Henryk Ryl served as director and artistic director until 1964, then as artistic director until 1974, and later as a director and programme consultant until 1978. His final directed production was Marcinek zuch (Brave Marcinek) in 1982. In 1964, Regina Elkan became director, during which time the theatre gained ownership of the Wólczańska Street building. In 1974, Ryl's student Stanisław Ochmański, who debuted at Arlekin in 1951 and previously led the Hans Christian Andersen Puppet and Actor Theatre in Lublin, became director. Ochmański focused on intimate productions, avoiding Ryl's grand stagings and experimental approaches, prioritizing "well-written plays for puppet theatre". In the late 1970s, a "preschool stage" was introduced, offering small-scale performances in kindergartens. In 1978, for the theatre's 30th anniversary, a major renovation was completed, and in 1989, Arlekin received the "Heart for a Child" medal.

In 1992, Waldemar Wolański, a graduate of the Puppetry Faculty of the Aleksander Zelwerowicz National Academy of Dramatic Art and an actor at Arlekin since 1981, became director. From 1999, the theatre organized the biennial International Festival of Puppetry Soloists, and from 2006, the TrotuArt International Street Art Festival. In 2015, these festivals were replaced by AnimArt, with its first edition held from 19 to 24 September.

A comprehensive renovation of the theatre's buildings was completed in 2014. On 27 December 2014, the theatre was officially named after Henryk Ryl.

In June 2018, Waldemar Wolański was dismissed as director and replaced by Wojciech Brawer.

Since 1981, the theatre has operated a Documentation Workshop collecting materials on Polish puppetry. Puppets designed for Arlekin productions are displayed in the Puppetry Department of the Archaeological and Ethnographic Museum in Łódź.

The theatre collaborates with the Museum of Cinematography in Łódź on a programme combining theatre visits with museum tours. The Harnam Folk Dance Ensemble operates within the theatre's structure.

== Henryk Award ==
In 2009, the Puppet Theatre Section of the Union of Polish Stage Artists established the Henryk Award for creative achievements in puppet theatre, named after Arlekin's founder, Henryk Ryl. Laureates receive "Henryk" statuettes.

== Theatre building ==

The theatre's building at 5 Wólczańska Street was constructed in 1902 as the Offenbach Dance House, hosting concerts and social events. During the interwar period, it served as a Jewish People's House. Arlekin has occupied the building since 1955.

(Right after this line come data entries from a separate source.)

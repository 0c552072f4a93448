//! Token lifecycle management: identity fetch, silent refresh, background renewal, logout
//!
//! The manager never returns errors from its public operations. Every failure resolves to a
//! state transition that observers see through [`SessionManager::subscribe`] and
//! [`SessionManager::events`].

use crate::config::{ClientConfig, CredentialStoreKind, SessionConfig};
use crate::credentials::{
    CredentialLifetimes, CredentialStore, KeyringCredentialStore, MemoryCredentialStore,
};
use crate::session_api::{HttpSessionApi, SessionApi};
use crate::{CredentialPair, Identity, RehearseError, Result, SessionState};
use std::sync::atomic::{AtomicU64, Ordering};
use std::sync::{Arc, Mutex, MutexGuard, PoisonError, Weak};
use std::time::Duration;
use tokio::sync::{broadcast, watch};
use tokio::task::JoinHandle;
use tokio::time::{Instant, MissedTickBehavior};
use tracing::{debug, info, warn};

/// Keyring service name for stored credentials
pub const KEYRING_SERVICE: &str = "rehearsekit";

/// Session changes worth surfacing to the user
#[derive(Debug, Clone, Copy, PartialEq, Eq)]
pub enum SessionEvent {
    SignedIn,
    SignedOut,
    SessionExpired,
    CredentialsRenewed,
    RenewalFailed,
}

/// Change in authentication caused by one state write
#[derive(Debug, Clone, Copy, PartialEq, Eq)]
enum Transition {
    Gained,
    Lost,
    Unchanged,
}

/// Periodic proactive refresh. Lives exactly as long as the session is authenticated.
struct RenewalTimer {
    handle: JoinHandle<()>,
}

impl RenewalTimer {
    fn start(inner: Weak<Inner>, period: Duration) -> Option<Self> {
        let runtime = match tokio::runtime::Handle::try_current() {
            Ok(runtime) => runtime,
            Err(_) => {
                warn!("No async runtime available, background renewal disabled");
                return None;
            }
        };

        let handle = runtime.spawn(async move {
            let mut ticker = tokio::time::interval_at(Instant::now() + period, period);
            ticker.set_missed_tick_behavior(MissedTickBehavior::Delay);

            loop {
                ticker.tick().await;
                let Some(inner) = inner.upgrade() else {
                    break;
                };
                SessionManager { inner }.renew().await;
            }
        });

        debug!("Background renewal scheduled every {:?}", period);
        Some(Self { handle })
    }
}

impl Drop for RenewalTimer {
    fn drop(&mut self) {
        debug!("Background renewal stopped");
        self.handle.abort();
    }
}

struct Inner {
    api: Arc<dyn SessionApi>,
    store: Arc<dyn CredentialStore>,
    lifetimes: CredentialLifetimes,
    renewal_interval: Duration,
    state: watch::Sender<SessionState>,
    events: broadcast::Sender<SessionEvent>,
    /// Bumped by login and logout; in-flight work from an older generation must not write
    generation: AtomicU64,
    /// Serializes identity fetches and credential refreshes
    fetch_guard: tokio::sync::Mutex<()>,
    /// Makes "check generation, then write store or state" atomic against login and logout
    writes: Mutex<()>,
    renewal: Mutex<Option<RenewalTimer>>,
}

/// Owner of the authenticated-identity lifecycle. Cheap to clone.
#[derive(Clone)]
pub struct SessionManager {
    inner: Arc<Inner>,
}

impl SessionManager {
    pub fn new(
        api: Arc<dyn SessionApi>,
        store: Arc<dyn CredentialStore>,
        config: &SessionConfig,
    ) -> Self {
        let (state, _) = watch::channel(SessionState::starting());
        let (events, _) = broadcast::channel(16);

        Self {
            inner: Arc::new(Inner {
                api,
                store,
                lifetimes: CredentialLifetimes::from(config),
                renewal_interval: config.renewal_interval(),
                state,
                events,
                generation: AtomicU64::new(0),
                fetch_guard: tokio::sync::Mutex::new(()),
                writes: Mutex::new(()),
                renewal: Mutex::new(None),
            }),
        }
    }

    /// Build the HTTP-backed manager described by a client configuration
    pub fn from_config(config: &ClientConfig, api_url: &str) -> Result<Self> {
        let api = HttpSessionApi::new(api_url, &config.api)?;
        let store: Arc<dyn CredentialStore> = match config.session.store {
            CredentialStoreKind::Keyring => Arc::new(KeyringCredentialStore::new(
                KEYRING_SERVICE,
                api.base_url().as_str(),
            )?),
            CredentialStoreKind::Memory => Arc::new(MemoryCredentialStore::new()),
        };

        Ok(Self::new(Arc::new(api), store, &config.session))
    }

    /// Current session snapshot
    pub fn state(&self) -> SessionState {
        self.inner.state.borrow().clone()
    }

    pub fn identity(&self) -> Option<Identity> {
        self.inner.state.borrow().identity.clone()
    }

    pub fn is_authenticated(&self) -> bool {
        self.inner.state.borrow().is_authenticated()
    }

    pub fn is_loading(&self) -> bool {
        self.inner.state.borrow().is_loading
    }

    /// Observe every session state transition
    pub fn subscribe(&self) -> watch::Receiver<SessionState> {
        self.inner.state.subscribe()
    }

    /// Receive user-facing session notifications
    pub fn events(&self) -> broadcast::Receiver<SessionEvent> {
        self.inner.events.subscribe()
    }

    /// Whether the background renewal timer is currently alive
    pub fn has_renewal_timer(&self) -> bool {
        self.inner
            .renewal
            .lock()
            .unwrap_or_else(PoisonError::into_inner)
            .is_some()
    }

    /// Resolve the identity behind the stored access credential
    pub async fn fetch_identity(&self) {
        let _guard = self.inner.fetch_guard.lock().await;
        let generation = self.generation();

        self.inner.state.send_if_modified(|state| {
            let changed = !state.is_loading;
            state.is_loading = true;
            changed
        });

        let identity = match self.resolve_identity(generation).await {
            Ok(identity) => identity,
            Err(e) => {
                warn!("Identity fetch failed, signing out: {}", e);
                self.discard_credentials(generation);
                None
            }
        };

        let transition = {
            let _writes = self.lock_writes();
            if self.is_current(generation) {
                Some(self.apply(identity))
            } else {
                debug!("Identity fetch superseded by login or logout, discarding result");
                self.inner.state.send_if_modified(|state| {
                    let changed = state.is_loading;
                    state.is_loading = false;
                    changed
                });
                None
            }
        };

        match transition {
            Some(Transition::Gained) => {
                info!("Session authenticated");
                self.emit(SessionEvent::SignedIn);
            }
            Some(Transition::Lost) => {
                info!("Session no longer authenticated");
                self.emit(SessionEvent::SessionExpired);
            }
            _ => {}
        }
    }

    /// Persist a freshly issued credential pair and load the identity it belongs to
    pub async fn login(&self, pair: CredentialPair) {
        {
            let _writes = self.lock_writes();
            self.inner.generation.fetch_add(1, Ordering::SeqCst);

            if let Err(e) = self.inner.store.store_pair(&pair, self.inner.lifetimes) {
                warn!("Failed to persist credentials: {}", e);
            }
        }

        self.fetch_identity().await;
    }

    /// Sign out. The visible session is cleared before this returns; the server is
    /// notified in the background and its answer is ignored.
    pub fn logout(&self) {
        let access_token = {
            let _writes = self.lock_writes();
            self.inner.generation.fetch_add(1, Ordering::SeqCst);

            let access_token = self.inner.store.access_token().ok().flatten();
            self.apply(None);

            if let Err(e) = self.inner.store.clear() {
                warn!("Failed to remove stored credentials: {}", e);
            }
            access_token
        };

        info!("Signed out");
        self.emit(SessionEvent::SignedOut);

        let Some(access_token) = access_token else {
            return;
        };

        match tokio::runtime::Handle::try_current() {
            Ok(runtime) => {
                let api = Arc::clone(&self.inner.api);
                runtime.spawn(async move {
                    if let Err(e) = api.logout(&access_token).await {
                        debug!("Logout notification failed: {}", e);
                    }
                });
            }
            Err(_) => debug!("No async runtime available, skipping logout notification"),
        }
    }

    /// Re-read the identity, e.g. after a profile edit. Credentials are left alone.
    pub async fn refresh_identity(&self) {
        self.fetch_identity().await;
    }

    /// Exchange the refresh credential for a new pair. Failure removes both credentials
    /// and ends the session.
    pub async fn refresh_credentials(&self) -> bool {
        let _guard = self.inner.fetch_guard.lock().await;
        let generation = self.generation();
        if self.refresh_unguarded(generation).await {
            return true;
        }

        if self.end_session(generation) == Some(Transition::Lost) {
            info!("Credential refresh failed, session ended");
            self.emit(SessionEvent::SessionExpired);
        }
        false
    }

    async fn resolve_identity(&self, generation: u64) -> Result<Option<Identity>> {
        let Some(access_token) = self.inner.store.access_token()? else {
            debug!("No access credential stored");
            return Ok(None);
        };

        match self.inner.api.fetch_identity(&access_token).await {
            Ok(identity) => Ok(Some(identity)),
            Err(e) if e.is_unauthorized() => {
                info!("Access credential rejected, attempting silent refresh");

                if !self.refresh_unguarded(generation).await {
                    self.discard_credentials(generation);
                    return Ok(None);
                }

                let access_token = self.inner.store.access_token()?.ok_or_else(|| {
                    RehearseError::Auth("refreshed access credential was not stored".to_string())
                })?;

                // Exactly one retry; a second rejection is final
                self.inner.api.fetch_identity(&access_token).await.map(Some)
            }
            Err(e) => Err(e),
        }
    }

    async fn refresh_unguarded(&self, generation: u64) -> bool {
        let refresh_token = match self.inner.store.refresh_token() {
            Ok(Some(token)) => token,
            Ok(None) => {
                debug!("No refresh credential stored");
                return false;
            }
            Err(e) => {
                warn!("Failed to read refresh credential: {}", e);
                self.discard_credentials(generation);
                return false;
            }
        };

        match self.inner.api.refresh(&refresh_token).await {
            Ok(pair) => {
                let stored = {
                    let _writes = self.lock_writes();
                    if !self.is_current(generation) {
                        debug!("Credential refresh superseded, discarding new pair");
                        return false;
                    }
                    self.inner.store.store_pair(&pair, self.inner.lifetimes)
                };

                match stored {
                    Ok(()) => {
                        debug!("Credentials refreshed");
                        true
                    }
                    Err(e) => {
                        warn!("Failed to persist refreshed credentials: {}", e);
                        self.discard_credentials(generation);
                        false
                    }
                }
            }
            Err(e) => {
                warn!("Credential refresh failed: {}", e);
                self.discard_credentials(generation);
                false
            }
        }
    }

    /// Timer tick: renew ahead of expiry, end the session if that is no longer possible
    async fn renew(&self) {
        let _guard = self.inner.fetch_guard.lock().await;
        let generation = self.generation();

        debug!("Proactively renewing credentials");
        if self.refresh_unguarded(generation).await {
            self.emit(SessionEvent::CredentialsRenewed);
            return;
        }

        let Some(transition) = self.end_session(generation) else {
            return;
        };

        warn!("Background renewal failed, ending session");
        self.emit(SessionEvent::RenewalFailed);
        if transition == Transition::Lost {
            self.emit(SessionEvent::SessionExpired);
        }
    }

    /// Clear the session after an unrecoverable credential failure, unless superseded
    fn end_session(&self, generation: u64) -> Option<Transition> {
        let _writes = self.lock_writes();
        if !self.is_current(generation) {
            return None;
        }
        Some(self.apply(None))
    }

    /// Write the identity, finish loading, and keep the renewal timer in step with it
    fn apply(&self, identity: Option<Identity>) -> Transition {
        let mut transition = Transition::Unchanged;
        self.inner.state.send_modify(|state| {
            let was_authenticated = state.is_authenticated();
            state.identity = identity;
            state.is_loading = false;

            transition = match (was_authenticated, state.is_authenticated()) {
                (false, true) => Transition::Gained,
                (true, false) => Transition::Lost,
                _ => Transition::Unchanged,
            };
        });

        self.sync_renewal();
        transition
    }

    fn sync_renewal(&self) {
        let authenticated = self.inner.state.borrow().is_authenticated();
        let mut renewal = self
            .inner
            .renewal
            .lock()
            .unwrap_or_else(PoisonError::into_inner);

        match (authenticated, renewal.is_some()) {
            (true, false) => {
                *renewal =
                    RenewalTimer::start(Arc::downgrade(&self.inner), self.inner.renewal_interval);
            }
            (false, true) => {
                let timer = renewal.take();
                drop(renewal);
                drop(timer);
            }
            _ => {}
        }
    }

    fn discard_credentials(&self, generation: u64) {
        let _writes = self.lock_writes();
        if !self.is_current(generation) {
            return;
        }

        if let Err(e) = self.inner.store.clear() {
            warn!("Failed to remove stored credentials: {}", e);
        }
    }

    fn lock_writes(&self) -> MutexGuard<'_, ()> {
        self.inner
            .writes
            .lock()
            .unwrap_or_else(PoisonError::into_inner)
    }

    fn generation(&self) -> u64 {
        self.inner.generation.load(Ordering::SeqCst)
    }

    fn is_current(&self, generation: u64) -> bool {
        self.generation() == generation
    }

    fn emit(&self, event: SessionEvent) {
        // Nobody listening is fine
        let _ = self.inner.events.send(event);
    }
}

In 1978, the building was renovated, with interiors designed by Stanisław Cuchra-Cukrowski and Wiesław Błażewski. On 8 December 1994, it was listed in the register of monuments under number A-356.

Between 2012 and 2014, the theatre underwent another major renovation. During construction, from February 2013, performances were held at the White Factory complex at 282a Piotrkowska Street.

After the renovation, completed by late 2014, the former house at 5 Wólczańska Street houses administration, workshops, and a small stage, while the main stage and hotel facilities are located in the adjacent building at 2 1 Maja Avenue.